Saved data entries
——————

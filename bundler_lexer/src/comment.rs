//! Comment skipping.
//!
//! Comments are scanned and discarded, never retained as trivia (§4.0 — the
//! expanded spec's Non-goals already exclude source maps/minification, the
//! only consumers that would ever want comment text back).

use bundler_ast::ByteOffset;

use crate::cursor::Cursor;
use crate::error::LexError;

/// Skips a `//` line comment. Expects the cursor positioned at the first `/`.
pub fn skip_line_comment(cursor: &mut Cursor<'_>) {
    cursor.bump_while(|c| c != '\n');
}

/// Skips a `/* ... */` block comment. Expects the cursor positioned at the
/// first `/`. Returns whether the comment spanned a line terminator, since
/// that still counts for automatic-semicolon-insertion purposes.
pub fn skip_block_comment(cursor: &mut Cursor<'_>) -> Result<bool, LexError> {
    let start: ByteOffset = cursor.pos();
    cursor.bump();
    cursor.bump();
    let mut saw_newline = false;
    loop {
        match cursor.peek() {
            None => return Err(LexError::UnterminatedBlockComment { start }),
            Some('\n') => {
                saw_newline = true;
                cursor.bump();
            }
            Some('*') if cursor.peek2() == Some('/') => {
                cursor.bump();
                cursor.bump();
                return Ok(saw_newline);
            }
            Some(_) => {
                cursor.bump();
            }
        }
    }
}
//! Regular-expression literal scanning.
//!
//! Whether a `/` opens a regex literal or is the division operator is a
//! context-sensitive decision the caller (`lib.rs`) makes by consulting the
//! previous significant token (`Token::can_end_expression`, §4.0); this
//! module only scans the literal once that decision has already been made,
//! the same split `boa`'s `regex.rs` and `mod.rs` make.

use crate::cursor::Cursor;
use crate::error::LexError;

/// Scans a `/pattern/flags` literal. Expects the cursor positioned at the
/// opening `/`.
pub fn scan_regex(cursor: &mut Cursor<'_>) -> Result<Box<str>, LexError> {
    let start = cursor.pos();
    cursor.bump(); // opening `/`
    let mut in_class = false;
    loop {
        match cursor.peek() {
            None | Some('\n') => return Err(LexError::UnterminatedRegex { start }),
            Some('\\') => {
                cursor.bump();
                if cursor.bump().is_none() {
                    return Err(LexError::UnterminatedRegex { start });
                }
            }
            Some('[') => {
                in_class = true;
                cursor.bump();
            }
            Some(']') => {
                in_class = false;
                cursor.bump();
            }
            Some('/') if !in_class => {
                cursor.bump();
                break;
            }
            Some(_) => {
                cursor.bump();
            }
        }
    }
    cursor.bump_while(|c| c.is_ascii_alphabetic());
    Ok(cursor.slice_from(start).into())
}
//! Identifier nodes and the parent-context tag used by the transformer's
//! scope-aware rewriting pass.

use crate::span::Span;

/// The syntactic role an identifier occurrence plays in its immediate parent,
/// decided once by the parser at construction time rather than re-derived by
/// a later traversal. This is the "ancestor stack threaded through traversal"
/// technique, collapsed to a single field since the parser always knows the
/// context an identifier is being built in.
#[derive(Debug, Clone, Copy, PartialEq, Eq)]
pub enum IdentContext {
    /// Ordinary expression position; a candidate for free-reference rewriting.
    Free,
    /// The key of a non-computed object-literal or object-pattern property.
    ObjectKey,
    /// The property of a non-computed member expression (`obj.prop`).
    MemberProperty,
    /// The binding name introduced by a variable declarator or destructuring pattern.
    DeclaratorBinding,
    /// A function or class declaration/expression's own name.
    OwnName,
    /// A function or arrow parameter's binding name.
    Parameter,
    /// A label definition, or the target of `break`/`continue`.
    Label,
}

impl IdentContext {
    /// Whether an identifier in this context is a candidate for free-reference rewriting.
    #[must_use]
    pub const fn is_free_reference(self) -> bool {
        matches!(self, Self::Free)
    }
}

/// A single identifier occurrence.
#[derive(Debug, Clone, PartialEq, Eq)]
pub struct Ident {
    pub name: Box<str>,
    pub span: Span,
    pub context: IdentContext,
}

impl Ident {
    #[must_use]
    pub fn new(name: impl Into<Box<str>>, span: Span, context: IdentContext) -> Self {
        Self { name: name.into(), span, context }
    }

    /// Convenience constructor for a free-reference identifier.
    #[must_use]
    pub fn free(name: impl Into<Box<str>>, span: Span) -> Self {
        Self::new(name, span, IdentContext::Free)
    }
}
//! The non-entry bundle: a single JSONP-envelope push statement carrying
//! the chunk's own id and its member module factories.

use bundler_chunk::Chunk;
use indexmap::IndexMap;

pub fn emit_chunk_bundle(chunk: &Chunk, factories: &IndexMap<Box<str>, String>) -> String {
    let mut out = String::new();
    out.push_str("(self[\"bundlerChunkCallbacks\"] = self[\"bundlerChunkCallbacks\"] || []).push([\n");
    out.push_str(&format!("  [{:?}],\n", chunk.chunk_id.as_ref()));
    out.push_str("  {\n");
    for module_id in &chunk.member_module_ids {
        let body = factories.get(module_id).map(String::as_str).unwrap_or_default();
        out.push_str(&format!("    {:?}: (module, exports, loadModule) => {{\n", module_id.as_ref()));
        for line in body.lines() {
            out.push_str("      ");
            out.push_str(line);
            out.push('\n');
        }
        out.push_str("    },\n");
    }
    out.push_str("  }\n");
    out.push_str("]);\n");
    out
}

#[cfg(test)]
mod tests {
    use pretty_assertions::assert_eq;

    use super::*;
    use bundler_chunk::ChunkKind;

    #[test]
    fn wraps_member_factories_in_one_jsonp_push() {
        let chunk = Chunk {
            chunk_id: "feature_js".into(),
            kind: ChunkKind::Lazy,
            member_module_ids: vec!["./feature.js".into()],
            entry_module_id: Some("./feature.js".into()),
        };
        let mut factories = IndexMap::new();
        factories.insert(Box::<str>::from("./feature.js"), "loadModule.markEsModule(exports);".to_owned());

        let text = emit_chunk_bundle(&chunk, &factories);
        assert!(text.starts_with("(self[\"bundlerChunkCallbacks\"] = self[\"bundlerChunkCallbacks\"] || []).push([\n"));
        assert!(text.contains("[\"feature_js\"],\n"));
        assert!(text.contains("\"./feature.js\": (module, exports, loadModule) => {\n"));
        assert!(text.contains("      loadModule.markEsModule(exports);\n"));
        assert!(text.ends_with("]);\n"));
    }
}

——————

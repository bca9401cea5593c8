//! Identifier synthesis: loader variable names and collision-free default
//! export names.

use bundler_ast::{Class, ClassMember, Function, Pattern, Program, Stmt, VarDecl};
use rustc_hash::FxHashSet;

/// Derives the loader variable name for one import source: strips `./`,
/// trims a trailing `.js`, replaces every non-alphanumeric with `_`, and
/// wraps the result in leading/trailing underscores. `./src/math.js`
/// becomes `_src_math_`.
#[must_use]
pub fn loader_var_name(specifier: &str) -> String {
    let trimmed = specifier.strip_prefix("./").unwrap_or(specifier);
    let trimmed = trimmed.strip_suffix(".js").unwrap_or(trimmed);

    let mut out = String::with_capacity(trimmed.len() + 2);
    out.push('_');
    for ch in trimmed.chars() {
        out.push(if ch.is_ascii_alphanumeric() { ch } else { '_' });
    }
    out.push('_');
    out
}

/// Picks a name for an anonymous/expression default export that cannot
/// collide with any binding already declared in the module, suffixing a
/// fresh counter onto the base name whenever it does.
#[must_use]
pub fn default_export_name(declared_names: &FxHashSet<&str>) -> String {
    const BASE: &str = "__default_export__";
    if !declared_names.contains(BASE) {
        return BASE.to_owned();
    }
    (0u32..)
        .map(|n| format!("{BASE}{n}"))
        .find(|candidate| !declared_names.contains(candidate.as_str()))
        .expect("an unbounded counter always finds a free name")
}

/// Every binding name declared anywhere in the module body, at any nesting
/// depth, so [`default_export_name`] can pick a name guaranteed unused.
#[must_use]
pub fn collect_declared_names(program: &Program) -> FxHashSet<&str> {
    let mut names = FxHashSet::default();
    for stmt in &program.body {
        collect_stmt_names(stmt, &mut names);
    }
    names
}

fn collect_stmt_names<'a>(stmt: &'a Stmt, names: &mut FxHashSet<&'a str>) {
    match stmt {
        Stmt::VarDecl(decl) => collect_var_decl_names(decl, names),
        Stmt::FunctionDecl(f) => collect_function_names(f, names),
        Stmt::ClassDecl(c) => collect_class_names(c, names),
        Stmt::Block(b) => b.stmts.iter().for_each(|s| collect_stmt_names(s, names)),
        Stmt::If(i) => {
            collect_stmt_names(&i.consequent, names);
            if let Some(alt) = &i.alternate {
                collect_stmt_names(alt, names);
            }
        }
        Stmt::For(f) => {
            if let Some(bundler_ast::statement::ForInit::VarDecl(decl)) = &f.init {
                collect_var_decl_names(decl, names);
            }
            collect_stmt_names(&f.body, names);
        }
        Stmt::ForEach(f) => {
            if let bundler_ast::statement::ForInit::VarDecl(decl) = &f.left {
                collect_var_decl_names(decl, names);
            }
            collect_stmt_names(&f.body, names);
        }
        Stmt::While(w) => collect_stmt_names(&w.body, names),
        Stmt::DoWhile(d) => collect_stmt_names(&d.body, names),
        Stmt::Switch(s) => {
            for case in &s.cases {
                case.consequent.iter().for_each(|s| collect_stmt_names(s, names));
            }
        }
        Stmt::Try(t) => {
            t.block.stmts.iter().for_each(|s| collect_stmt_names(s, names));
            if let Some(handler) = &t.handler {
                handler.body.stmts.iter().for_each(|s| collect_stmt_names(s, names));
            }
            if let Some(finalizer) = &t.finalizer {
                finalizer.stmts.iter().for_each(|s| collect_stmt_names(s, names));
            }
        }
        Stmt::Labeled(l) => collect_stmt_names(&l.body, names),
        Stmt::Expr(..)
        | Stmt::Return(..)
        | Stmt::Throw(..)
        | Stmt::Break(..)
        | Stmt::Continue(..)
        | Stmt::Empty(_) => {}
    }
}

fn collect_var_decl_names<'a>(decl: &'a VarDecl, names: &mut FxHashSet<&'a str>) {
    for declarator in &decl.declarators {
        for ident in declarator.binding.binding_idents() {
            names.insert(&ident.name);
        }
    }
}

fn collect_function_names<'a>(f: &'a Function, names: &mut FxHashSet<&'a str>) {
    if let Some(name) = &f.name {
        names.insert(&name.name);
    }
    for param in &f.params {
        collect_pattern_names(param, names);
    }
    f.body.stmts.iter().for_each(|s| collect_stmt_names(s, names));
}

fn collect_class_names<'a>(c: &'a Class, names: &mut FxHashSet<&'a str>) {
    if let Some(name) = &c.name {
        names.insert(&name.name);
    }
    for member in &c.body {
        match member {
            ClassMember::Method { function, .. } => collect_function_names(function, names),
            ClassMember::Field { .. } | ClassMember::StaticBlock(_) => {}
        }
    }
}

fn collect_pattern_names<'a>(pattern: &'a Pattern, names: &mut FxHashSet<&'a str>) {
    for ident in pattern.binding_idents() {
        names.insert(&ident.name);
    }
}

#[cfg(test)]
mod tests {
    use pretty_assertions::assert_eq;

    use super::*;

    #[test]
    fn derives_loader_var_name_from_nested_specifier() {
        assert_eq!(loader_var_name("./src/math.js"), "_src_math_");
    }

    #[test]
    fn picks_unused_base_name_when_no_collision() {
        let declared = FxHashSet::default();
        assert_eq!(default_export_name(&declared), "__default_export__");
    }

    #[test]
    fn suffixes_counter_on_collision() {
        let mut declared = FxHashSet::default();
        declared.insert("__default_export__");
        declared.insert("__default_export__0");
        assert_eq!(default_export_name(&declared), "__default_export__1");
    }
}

——————

Report every line in the data that holds "positioned", copying each one.

Exercise result
/// Skips a `//` line comment. Expects the cursor positioned at the first `/`.
/// Skips a `/* ... */` block comment. Expects the cursor positioned at the
/// Scans a `/pattern/flags` literal. Expects the cursor positioned at the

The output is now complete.